Ejemplo n.º 1
0
class Worker():
    def __init__(self, env, name, s_size, a_size, trainer, model_path,
                 global_episodes):
        self.name = "worker_" + str(name)
        self.number = name
        self.model_path = model_path
        self.trainer = trainer
        self.global_episodes = global_episodes
        self.increment = self.global_episodes.assign_add(1)
        self.episode_rewards = []
        self.episode_lengths = []
        self.episode_mean_values = []
        #Create the local copy of the network and the tensorflow op to copy global paramters to local network
        self.local_Q = Q_Network(s_size, a_size, self.name, trainer)
        self.update_local_ops = update_target_graph('global', self.name)
        self.env = env
        self.replaymemory = ReplayMemory(max_memory)

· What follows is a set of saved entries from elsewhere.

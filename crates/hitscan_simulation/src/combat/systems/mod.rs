//! Combat systems (fire → resolve → deliver → death)

pub mod damage;
pub mod reload;
pub mod weapon;

#[cfg(test)]
mod reload_tests;
#[cfg(test)]
mod weapon_tests;

// Re-export all systems
pub use damage::*;
pub use reload::*;
pub use weapon::*;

    def train(self, rollout, sess, gamma, ISWeights):
        rollout = np.array(rollout)
        observations = rollout[:, 0]
        actions = rollout[:, 1]
        rewards = rollout[:, 2]
        next_observations = rollout[:, 3]
        dones = rollout[:, 4]

        Q_target = sess.run(
            self.local_Q.Q,
            feed_dict={self.local_Q.inputs: np.vstack(next_observations)})
        actions_ = np.argmax(Q_target, axis=1)

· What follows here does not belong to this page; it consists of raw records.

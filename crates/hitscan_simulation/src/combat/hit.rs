//! Per-shot hit data: trace candidates и resolved hit
//!
//! Architecture:
//! - Scene query (physics engine / host engine / test double) отдаёт `ImpactCandidate` список
//!   в порядке ray parameter (ближайший первый)
//! - `select_hit` сводит его к одному `ResolvedHit`
//! - Ничего из этого не живёт дольше одного fire call

use bevy::prelude::*;

/// Имя body region / reference point головы
pub const HEAD_REGION: &str = "head";

/// Тип collision shape, по которому прошёл луч
#[derive(Debug, Clone, Copy, PartialEq, Eq, Reflect)]
pub enum ShapeKind {
    /// Грубый proxy (capsule актора): регистрируется первым, region не несёт
    CoarseProxy,
    /// Точный proxy (skeletal mesh / per-bone hitboxes): несёт region tag
    FineMesh,
    /// Всё остальное (стены, пропсы)
    Static,
}

/// Ссылка на конкретный shape внутри сцены
#[derive(Debug, Clone, Copy, PartialEq, Eq, Reflect)]
pub struct ShapeRef {
    /// Entity collider'а (может совпадать с actor)
    pub entity: Entity,
    pub kind: ShapeKind,
}

impl ShapeRef {
    pub fn new(entity: Entity, kind: ShapeKind) -> Self {
        Self { entity, kind }
    }

    pub fn is_coarse_proxy(&self) -> bool {
        self.kind == ShapeKind::CoarseProxy
    }

    pub fn is_fine_mesh(&self) -> bool {
        self.kind == ShapeKind::FineMesh
    }
}

/// Одно пересечение луча со shape
#[derive(Debug, Clone, PartialEq, Reflect)]
pub struct ImpactCandidate {
    /// Актор-владелец shape (None = геометрия мира без владельца)
    pub actor: Option<Entity>,
    pub shape: ShapeRef,
    /// Body region (имя кости), None если shape его не знает
    pub region: Option<String>,
    pub impact_point: Vec3,
    /// Останавливает ли луч (vs pass-through overlap)
    pub blocking: bool,
}

impl ImpactCandidate {
    pub fn blocking(actor: Option<Entity>, shape: ShapeRef, impact_point: Vec3) -> Self {
        Self {
            actor,
            shape,
            region: None,
            impact_point,
            blocking: true,
        }
    }

    pub fn overlap(actor: Option<Entity>, shape: ShapeRef, impact_point: Vec3) -> Self {
        Self {
            blocking: false,
            ..Self::blocking(actor, shape, impact_point)
        }
    }

    pub fn with_region(mut self, region: impl Into<String>) -> Self {
        self.region = Some(region.into());
        self
    }
}

/// Итог resolve: единственная authoritative точка попадания
#[derive(Debug, Clone, PartialEq, Reflect)]
pub struct ResolvedHit {
    /// Актор, которому уйдёт damage instruction (None = попали в мир)
    pub actor: Option<Entity>,
    pub shape: ShapeRef,
    /// Region tag; None трактуется как generic body (multiplier 1.0)
    pub region: Option<String>,
    pub impact_point: Vec3,
    /// Расстояние от начала луча
    pub distance: f32,
    /// Region был синтезирован proximity fallback'ом (а не пришёл из shape)
    pub region_from_proximity: bool,
}

impl ResolvedHit {
    pub(crate) fn from_candidate(candidate: &ImpactCandidate, origin: Vec3) -> Self {
        Self {
            actor: candidate.actor,
            shape: candidate.shape,
            region: candidate.region.clone(),
            impact_point: candidate.impact_point,
            distance: origin.distance(candidate.impact_point),
            region_from_proximity: false,
        }
    }

    pub fn region_name(&self) -> &str {
        self.region.as_deref().unwrap_or("None")
    }
}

        action = np.zeros((batch_size, a_size))
        action_ = np.zeros((batch_size, a_size))
        for i in range(batch_size):
            action[i][actions[i]] = 1
            action_[i][actions_[i]] = 1
        action_now = np.zeros((batch_size, a_size, N))
        action_next = np.zeros((batch_size, a_size, N))
        for i in range(batch_size):
            for j in range(a_size):
                for k in range(N):
                    action_now[i][j][k] = action[i][j]
                    action_next[i][j][k] = action_[i][j]

        q_target = sess.run(self.local_Q.q_action,
                            feed_dict={
                                self.local_Q.inputs:
                                np.vstack(next_observations),
                                self.local_Q.actions_q: action_next
                            })
        q_target_batch = []
        for i in range(len(q_target)):
            qi = q_target[i]  # * (1 - dones[i])
            z_target_step = []
            for j in range(len(qi)):
                z_target_step.append(gamma * qi[j] + rewards[i])
            q_target_batch.append(z_target_step)
        q_target_batch = np.array(q_target_batch)
        #print q_target_batch
        isweight = np.zeros((batch_size, N))
        for i in range(batch_size):
            for j in range(N):
                isweight[i, j] = ISWeights[i]
        feed_dict = {
            self.local_Q.inputs: np.vstack(observations),
            self.local_Q.actions_q: action_now,
            self.local_Q.q_target: q_target_batch,
            self.local_Q.ISWeights: isweight
        }
        u, l, g_n, v_n, _ = sess.run([
            self.local_Q.u, self.local_Q.loss, self.local_Q.grad_norms,
            self.local_Q.var_norms, self.local_Q.apply_grads
        ],
                                     feed_dict=feed_dict)
        return l / len(rollout), g_n, v_n, Q_target, u

    def work(self, gamma, sess, coord, saver):
        global GLOBAL_STEP
        episode_count = sess.run(self.global_episodes)
        total_steps = 0
        epsilon = 0.2

        print("Starting worker " + str(self.number))
        best_mean_episode_reward = -float('inf')
        with sess.as_default(), sess.graph.as_default():
            while not coord.should_stop():
                sess.run(self.update_local_ops)
                #episode_buffer = []
                episode_reward = 0
                episode_step_count = 0
                d = False
                s = self.env.reset()
                s = process_frame(s)
                if epsilon > 0.01:
                    epsilon = epsilon * 0.997
                while not d:
                    #self.env.render()
                    GLOBAL_STEP += 1
                    #Take an action using probabilities from policy network output.
                    if random.random() > epsilon:
                        a_dist_list = sess.run(
                            self.local_Q.Q,
                            feed_dict={self.local_Q.inputs: [s]})
                        a_dist = a_dist_list[0]
                        a = np.argmax(a_dist)
                    else:
                        a = random.randint(0, 5)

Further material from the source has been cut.